Go over the material below and report every line that contains the word "configuration".

== Segment start ==

//! Agent configuration: the set of drivers to host.
//!
//! Loaded once at startup from JSON. A missing or corrupt file yields an
//! empty configuration so the agent still starts and answers `health.check`.

use std::path::{Path, PathBuf};

use fsrelay_core::DriverConfig;
use serde::{Deserialize, Serialize};
use tracing::{debug, warn};

/// Environment variable overriding the config path.
pub const CONFIG_ENV: &str = "FSRELAY_CONFIG";

fn default_name() -> String {
    "fsrelay-agent".to_string()
}

#[derive(Debug, Clone, Serialize, Deserialize)]
pub struct AgentConfig {
    #[serde(default = "default_name")]
    pub name: String,
    #[serde(default)]
    pub drivers: Vec<DriverConfig>,
}

impl Default for AgentConfig {
    fn default() -> Self {
        Self {
            name: default_name(),
            drivers: Vec::new(),
        }
    }
}

impl AgentConfig {
    /// Load from `path`, or from [`AgentConfig::default_path`] when `None`.
    pub fn load(path: Option<&Path>) -> Self {
        match path {
            Some(path) => Self::load_from(path),
            None => Self::load_from(&Self::default_path()),
        }
    }

    pub fn load_from(path: &Path) -> Self {
        match std::fs::read_to_string(path) {
            Ok(contents) => match serde_json::from_str::<AgentConfig>(&contents) {
                Ok(config) => {
                    debug!(
                        "Loaded agent config with {} drivers from {}",
                        config.drivers.len(),
                        path.display()
                    );
                    config.without_duplicates()
                }
                Err(e) => {
                    warn!("Failed to parse agent config from {}: {}", path.display(), e);
                    Self::default()
                }
            },
            Err(_) => {
                debug!("No agent config file at {}", path.display());
                Self::default()
            }
        }
    }

    /// `$FSRELAY_CONFIG`, else `config.json` in the platform config dir.
    pub fn default_path() -> PathBuf {
        if let Ok(path) = std::env::var(CONFIG_ENV) {
            return PathBuf::from(path);
        }
        config_dir().join("config.json")
    }

    /// Keep the first driver of each name.
    fn without_duplicates(mut self) -> Self {
        let mut seen = std::collections::HashSet::new();
        self.drivers.retain(|d| {
            let first = seen.insert(d.name.clone());
            if !first {
                warn!("Ignoring duplicate driver '{}'", d.name);
            }
            first
        });
        self
    }
}

/// Get the platform config directory for the agent.
fn config_dir() -> PathBuf {
    if let Ok(xdg) = std::env::var("XDG_CONFIG_HOME") {
        return PathBuf::from(xdg).join("fsrelay-agent");
    }
    if let Ok(home) = std::env::var("HOME") {
        #[cfg(target_os = "macos")]
        return PathBuf::from(&home)
            .join("Library")
            .join("Application Support")
            .join("fsrelay-agent");
        #[cfg(not(target_os = "macos"))]
        return PathBuf::from(&home).join(".config").join("fsrelay-agent");
    }
    PathBuf::from(".config").join("fsrelay-agent")
}

#[cfg(test)]
mod tests {
    use super::*;
    use fsrelay_core::Permission;
    use serde_json::json;
    use tempfile::TempDir;

    #[test]
    fn load_missing_file_returns_default() {
        let dir = TempDir::new().unwrap();
        let config = AgentConfig::load_from(&dir.path().join("nope.json"));
        assert_eq!(config.name, "fsrelay-agent");
        assert!(config.drivers.is_empty());
    }

    #[test]
    fn load_corrupt_file_returns_default() {
        let dir = TempDir::new().unwrap();
        let path = dir.path().join("config.json");
        std::fs::write(&path, "{ not json").unwrap();
        assert!(AgentConfig::load_from(&path).drivers.is_empty());
    }

    #[test]
    fn load_reads_drivers() {
        let dir = TempDir::new().unwrap();
        let path = dir.path().join("config.json");
        let contents = json!({
            "name": "edge-1",
            "drivers": [
                {"name": "docs", "path": "/srv/docs", "permissions": "read"},
                {"name": "uploads", "path": "/srv/uploads"}
            ]
        });
        std::fs::write(&path, contents.to_string()).unwrap();

        let config = AgentConfig::load(Some(&path));
        assert_eq!(config.name, "edge-1");
        assert_eq!(config.drivers.len(), 2);
        assert_eq!(config.drivers[0].permissions, Permission::Read);
        assert_eq!(config.drivers[1].permissions, Permission::ReadWrite);
    }

    #[test]
    fn duplicate_driver_names_keep_first() {
        let dir = TempDir::new().unwrap();
        let path = dir.path().join("config.json");
        let contents = json!({
            "drivers": [
                {"name": "docs", "path": "/a"},
                {"name": "docs", "path": "/b"}
            ]
        });
        std::fs::write(&path, contents.to_string()).unwrap();

        let config = AgentConfig::load_from(&path);
        assert_eq!(config.drivers.len(), 1);
        assert_eq!(config.drivers[0].path, PathBuf::from("/a"));
    }
}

== Segment end ==

EXERCISE SOLUTION:
//! Agent configuration: the set of drivers to host.
//! empty configuration so the agent still starts and answers `health.check`.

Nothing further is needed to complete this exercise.